Work required: Your answer is a number only: how many lines in the data below contain "unparenthesized"?

Collected data entries
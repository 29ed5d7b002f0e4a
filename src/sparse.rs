//! Sparse matrix storage
//!
//! Design matrices produced by the term parser have one non-zero per row and
//! can have many rows, so they are kept in compressed sparse row (CSR) form.
//! [`SparseParts`] is the 1-based CSR triple expected by the sampling backend.

use serde::{Deserialize, Serialize};
use std::ops::Range;

/// Compressed Sparse Row (CSR) matrix.
///
/// For a matrix with `m` rows and `nnz` non-zeros:
/// - `row_ptr` has length `m + 1`
/// - `col_indices` and `values` each have length `nnz`
/// - Row `i` spans indices `row_ptr[i]..row_ptr[i+1]`
#[derive(Debug, Clone, PartialEq, Serialize, Deserialize)]
pub struct CsrMatrix<T> {
    /// Row pointers into `col_indices`/`values`
    pub row_ptr: Vec<usize>,
    /// Column index of each non-zero entry
    pub col_indices: Vec<usize>,
    /// Value of each non-zero entry
    pub values: Vec<T>,
    /// Number of rows
    pub rows: usize,
    /// Number of columns
    pub cols: usize,
}

impl<T: Copy> CsrMatrix<T> {
    /// A `rows x 0` matrix with no entries.
    pub fn empty(rows: usize) -> Self {
        Self {
            row_ptr: vec![0; rows + 1],
            col_indices: Vec::new(),
            values: Vec::new(),
            rows,
            cols: 0,
        }
    }

    /// Number of stored non-zero entries.
    pub fn nnz(&self) -> usize {
        self.values.len()
    }

    /// Number of stored entries in `row`.
    pub fn row_degree(&self, row: usize) -> usize {
        self.row_ptr[row + 1] - self.row_ptr[row]
    }

    /// Iterate over `(column, value)` pairs of `row`.
    pub fn row_entries(&self, row: usize) -> impl Iterator<Item = (usize, &T)> {
        let start = self.row_ptr[row];
        let end = self.row_ptr[row + 1];
        self.col_indices[start..end]
            .iter()
            .copied()
            .zip(self.values[start..end].iter())
    }

    /// Value stored at `(row, col)`, if any.
    pub fn get(&self, row: usize, col: usize) -> Option<T> {
        if row >= self.rows {
            return None;
        }
        self.row_entries(row)
            .find(|(c, _)| *c == col)
            .map(|(_, v)| *v)
    }

    /// Join matrices side by side.
    ///
    /// Column indices of each block are offset by the widths of the blocks
    /// before it. Fails with the position of the first block that does not
    /// have `rows` rows.
    pub fn hstack(rows: usize, blocks: &[&CsrMatrix<T>]) -> Result<Self, usize> {
        if let Some(position) = blocks.iter().position(|block| block.rows != rows) {
            return Err(position);
        }

        let nnz = blocks.iter().map(|block| block.nnz()).sum();
        let mut row_ptr = Vec::with_capacity(rows + 1);
        let mut col_indices = Vec::with_capacity(nnz);
        let mut values = Vec::with_capacity(nnz);
        row_ptr.push(0);

        for row in 0..rows {
            let mut offset = 0;
            for block in blocks {
                for (col, value) in block.row_entries(row) {
                    col_indices.push(offset + col);
                    values.push(*value);
                }
                offset += block.cols;
            }
            row_ptr.push(col_indices.len());
        }

        Ok(Self {
            row_ptr,
            col_indices,
            values,
            rows,
            cols: blocks.iter().map(|block| block.cols).sum(),
        })
    }

    /// Sub-matrix made of the columns in `range`, re-indexed from zero.
    pub fn column_range(&self, range: Range<usize>) -> Self {
        let cols = range.end.saturating_sub(range.start);
        let mut row_ptr = Vec::with_capacity(self.rows + 1);
        let mut col_indices = Vec::new();
        let mut values = Vec::new();
        row_ptr.push(0);

        for row in 0..self.rows {
            for (col, value) in self.row_entries(row) {
                if range.contains(&col) {
                    col_indices.push(col - range.start);
                    values.push(*value);
                }
            }
            row_ptr.push(col_indices.len());
        }

        Self {
            row_ptr,
            col_indices,
            values,
            rows: self.rows,
            cols,
        }
    }
}

impl<T: Copy + Default> CsrMatrix<T> {
    /// Expand into a dense row-major representation.
    pub fn to_dense(&self) -> Vec<Vec<T>> {
        let mut dense = vec![vec![T::default(); self.cols]; self.rows];
        for (row, dense_row) in dense.iter_mut().enumerate() {
            for (col, value) in self.row_entries(row) {
                dense_row[col] = *value;
            }
        }
        dense
    }
}

impl CsrMatrix<f64> {
    /// Build a square identity matrix of dimension `n`.
    pub fn identity(n: usize) -> Self {
        Self {
            row_ptr: (0..=n).collect(),
            col_indices: (0..n).collect(),
            values: vec![1.0; n],
            rows: n,
            cols: n,
        }
    }

    /// Indicator matrix with a single 1.0 per row, in column `columns[row]`.
    ///
    /// # Panics
    ///
    /// Panics if any column is not below `cols`.
    pub fn indicator(cols: usize, columns: Vec<usize>) -> Self {
        if let Some(&col) = columns.iter().find(|&&col| col >= cols) {
            panic!("col index {} out of bounds (cols={})", col, cols);
        }
        let rows = columns.len();
        Self {
            row_ptr: (0..=rows).collect(),
            col_indices: columns,
            values: vec![1.0; rows],
            rows,
            cols,
        }
    }

    /// Export as the backend's 1-based CSR parts.
    pub fn to_sparse_parts(&self) -> SparseParts {
        SparseParts {
            rows: self.rows,
            cols: self.cols,
            w: self.values.clone(),
            v: self.col_indices.iter().map(|c| c + 1).collect(),
            u: self.row_ptr.iter().map(|p| p + 1).collect(),
        }
    }
}

/// CSR parts with 1-based indices, as consumed by the sampling backend.
#[derive(Debug, Clone, PartialEq, Serialize, Deserialize)]
pub struct SparseParts {
    /// Number of rows
    pub rows: usize,
    /// Number of columns
    pub cols: usize,
    /// Non-zero values
    pub w: Vec<f64>,
    /// 1-based column index of each value
    pub v: Vec<usize>,
    /// 1-based start of each row in `w`, plus one trailing entry
    pub u: Vec<usize>,
}
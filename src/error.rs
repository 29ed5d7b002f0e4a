//! Error types for Epiform

use thiserror::Error;

/// Errors that can occur while parsing formulas and building design matrices
#[derive(Debug, Error)]
pub enum TermError {
    #[error("Invalid formula: {0}")]
    InvalidFormula(String),

    #[error("Invalid random walk term '{label}': {reason}")]
    InvalidTerm { label: String, reason: String },

    #[error("Unknown column '{column}' referenced by term '{label}'")]
    UnknownColumn { label: String, column: String },

    #[error("Row count mismatch for term '{label}': expected {expected} rows, got {actual}")]
    RowCountMismatch {
        label: String,
        expected: usize,
        actual: usize,
    },

    #[error("Invalid dataset: {0}")]
    InvalidDataset(String),

    #[error("Invalid configuration: {0}")]
    InvalidConfig(String),

    #[error("Invalid JSON: {0}")]
    JsonError(#[from] serde_json::Error),
}

impl TermError {
    /// Stable machine-readable code for the error kind
    pub fn code(&self) -> &'static str {
        match self {
            TermError::InvalidFormula(_) => "INVALID_FORMULA",
            TermError::InvalidTerm { .. } => "INVALID_TERM",
            TermError::UnknownColumn { .. } => "UNKNOWN_COLUMN",
            TermError::RowCountMismatch { .. } => "ROW_COUNT_MISMATCH",
            TermError::InvalidDataset(_) => "INVALID_DATASET",
            TermError::InvalidConfig(_) => "INVALID_CONFIG",
            TermError::JsonError(_) => "JSON_ERROR",
        }
    }
}

#[cfg(test)]
mod tests {
    use super::*;

    #[test]
    fn test_messages_name_label_and_column() {
        let err = TermError::UnknownColumn {
            label: "rw(gr = region)".to_string(),
            column: "region".to_string(),
        };
        assert_eq!(
            err.to_string(),
            "Unknown column 'region' referenced by term 'rw(gr = region)'"
        );
        assert_eq!(err.code(), "UNKNOWN_COLUMN");
    }

    #[test]
    fn test_json_error_converts() {
        let parse: Result<serde_json::Value, _> = serde_json::from_str("{");
        let err: TermError = parse.unwrap_err().into();
        assert_eq!(err.code(), "JSON_ERROR");
    }
}
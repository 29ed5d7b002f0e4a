//! Formula expression trees
//!
//! Terms are kept as structured expressions so that term kinds can be
//! recognised by shape rather than by matching serialized text. The
//! [`Display`](std::fmt::Display) impl renders the canonical label text.

use std::fmt;

/// Binary operators that may appear in a formula
#[derive(Debug, Clone, Copy, PartialEq, Eq)]
pub enum BinaryOp {
    /// `a + b`
    Add,
    /// `a - b`
    Sub,
    /// `a * b`, shorthand for `a + b + a:b`
    Mul,
    /// `a / b`, nesting
    Div,
    /// `a ^ n`
    Power,
    /// `a:b`
    Interact,
    /// `lhs | group`
    Bar,
    /// `lhs || group`
    DoubleBar,
}

impl BinaryOp {
    /// Binding strength; higher binds tighter
    pub fn precedence(self) -> u8 {
        match self {
            BinaryOp::Bar | BinaryOp::DoubleBar => 1,
            BinaryOp::Add | BinaryOp::Sub => 2,
            BinaryOp::Mul | BinaryOp::Div => 3,
            BinaryOp::Interact => 6,
            BinaryOp::Power => 7,
        }
    }

    /// `^` groups to the right, everything else to the left
    pub fn is_right_associative(self) -> bool {
        matches!(self, BinaryOp::Power)
    }

    pub fn as_str(self) -> &'static str {
        match self {
            BinaryOp::Add => "+",
            BinaryOp::Sub => "-",
            BinaryOp::Mul => "*",
            BinaryOp::Div => "/",
            BinaryOp::Power => "^",
            BinaryOp::Interact => ":",
            BinaryOp::Bar => "|",
            BinaryOp::DoubleBar => "||",
        }
    }
}

/// Binding strength of unary minus
pub(crate) const NEGATE_PRECEDENCE: u8 = 4;

/// Binding strength of `%op%` operators such as `%in%`
pub(crate) const SPECIAL_PRECEDENCE: u8 = 5;

/// A call argument, optionally named
#[derive(Debug, Clone, PartialEq)]
pub struct Arg {
    pub name: Option<String>,
    pub value: Expr,
}

/// A formula expression
#[derive(Debug, Clone, PartialEq)]
pub enum Expr {
    Symbol(String),
    /// Numeric literal, kept as written
    Number(String),
    /// String literal, unescaped
    Str(String),
    Call { name: String, args: Vec<Arg> },
    Binary {
        op: BinaryOp,
        lhs: Box<Expr>,
        rhs: Box<Expr>,
    },
    /// `lhs %op% rhs`; `op` includes the percent signs
    Special {
        op: String,
        lhs: Box<Expr>,
        rhs: Box<Expr>,
    },
    Negate(Box<Expr>),
    Paren(Box<Expr>),
}

impl Expr {
    pub fn binary(op: BinaryOp, lhs: Expr, rhs: Expr) -> Self {
        Expr::Binary {
            op,
            lhs: Box::new(lhs),
            rhs: Box::new(rhs),
        }
    }

    /// The expression with any enclosing parentheses removed
    pub fn unparenthesized(&self) -> &Expr {
        match self {
            Expr::Paren(inner) => inner.unparenthesized(),
            other => other,
        }
    }

    /// Whether this is a call to the function `name`
    pub fn is_call_to(&self, name: &str) -> bool {
        matches!(self, Expr::Call { name: n, .. } if n == name)
    }

    /// Whether this is a top-level `|` or `||` expression
    pub fn is_bar(&self) -> bool {
        matches!(
            self.unparenthesized(),
            Expr::Binary {
                op: BinaryOp::Bar | BinaryOp::DoubleBar,
                ..
            }
        )
    }

    /// Whether a `|` or `||` occurs anywhere in the expression
    pub fn contains_bar(&self) -> bool {
        match self {
            Expr::Symbol(_) | Expr::Number(_) | Expr::Str(_) => false,
            Expr::Call { args, .. } => args.iter().any(|a| a.value.contains_bar()),
            Expr::Binary { op, lhs, rhs } => {
                matches!(op, BinaryOp::Bar | BinaryOp::DoubleBar)
                    || lhs.contains_bar()
                    || rhs.contains_bar()
            }
            Expr::Special { lhs, rhs, .. } => lhs.contains_bar() || rhs.contains_bar(),
            Expr::Negate(inner) | Expr::Paren(inner) => inner.contains_bar(),
        }
    }

    fn precedence(&self) -> u8 {
        match self {
            Expr::Binary { op, .. } => op.precedence(),
            Expr::Special { .. } => SPECIAL_PRECEDENCE,
            Expr::Negate(_) => NEGATE_PRECEDENCE,
            _ => u8::MAX,
        }
    }

    fn fmt_operand(&self, f: &mut fmt::Formatter<'_>, min_precedence: u8) -> fmt::Result {
        if self.precedence() < min_precedence {
            write!(f, "({})", self)
        } else {
            write!(f, "{}", self)
        }
    }
}

/// Whether `name` can be written without backquotes
pub fn is_syntactic_name(name: &str) -> bool {
    let mut chars = name.chars();
    let first = match chars.next() {
        Some(c) => c,
        None => return false,
    };
    let starts_ok = first.is_alphabetic()
        || (first == '.' && !name[1..].starts_with(|c: char| c.is_ascii_digit()));
    starts_ok && chars.all(|c| c.is_alphanumeric() || c == '_' || c == '.')
}

/// Render a symbol name, backquoting it when needed
pub fn render_name(name: &str) -> String {
    if is_syntactic_name(name) {
        name.to_string()
    } else {
        format!("`{}`", name)
    }
}

fn escape_string(text: &str) -> String {
    let mut escaped = String::with_capacity(text.len());
    for c in text.chars() {
        match c {
            '"' => escaped.push_str("\\\""),
            '\\' => escaped.push_str("\\\\"),
            '\n' => escaped.push_str("\\n"),
            '\t' => escaped.push_str("\\t"),
            other => escaped.push(other),
        }
    }
    escaped
}

impl fmt::Display for Expr {
    fn fmt(&self, f: &mut fmt::Formatter<'_>) -> fmt::Result {
        match self {
            Expr::Symbol(name) => write!(f, "{}", render_name(name)),
            Expr::Number(text) => write!(f, "{}", text),
            Expr::Str(text) => write!(f, "\"{}\"", escape_string(text)),
            Expr::Call { name, args } => {
                write!(f, "{}(", render_name(name))?;
                for (i, arg) in args.iter().enumerate() {
                    if i > 0 {
                        write!(f, ", ")?;
                    }
                    if let Some(arg_name) = &arg.name {
                        write!(f, "{} = ", render_name(arg_name))?;
                    }
                    write!(f, "{}", arg.value)?;
                }
                write!(f, ")")
            }
            Expr::Binary { op, lhs, rhs } => {
                let precedence = op.precedence();
                // The operand on the grouping side may bind equally, the other must bind tighter
                let (left, right) = if op.is_right_associative() {
                    (precedence + 1, precedence)
                } else {
                    (precedence, precedence + 1)
                };
                lhs.fmt_operand(f, left)?;
                match op {
                    BinaryOp::Interact | BinaryOp::Div | BinaryOp::Power => {
                        write!(f, "{}", op.as_str())?
                    }
                    other => write!(f, " {} ", other.as_str())?,
                }
                rhs.fmt_operand(f, right)
            }
            Expr::Special { op, lhs, rhs } => {
                lhs.fmt_operand(f, SPECIAL_PRECEDENCE)?;
                write!(f, " {} ", op)?;
                rhs.fmt_operand(f, SPECIAL_PRECEDENCE + 1)
            }
            Expr::Negate(inner) => {
                write!(f, "-")?;
                inner.fmt_operand(f, NEGATE_PRECEDENCE)
            }
            Expr::Paren(inner) => write!(f, "({})", inner),
        }
    }
}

Answer for this exercise: 3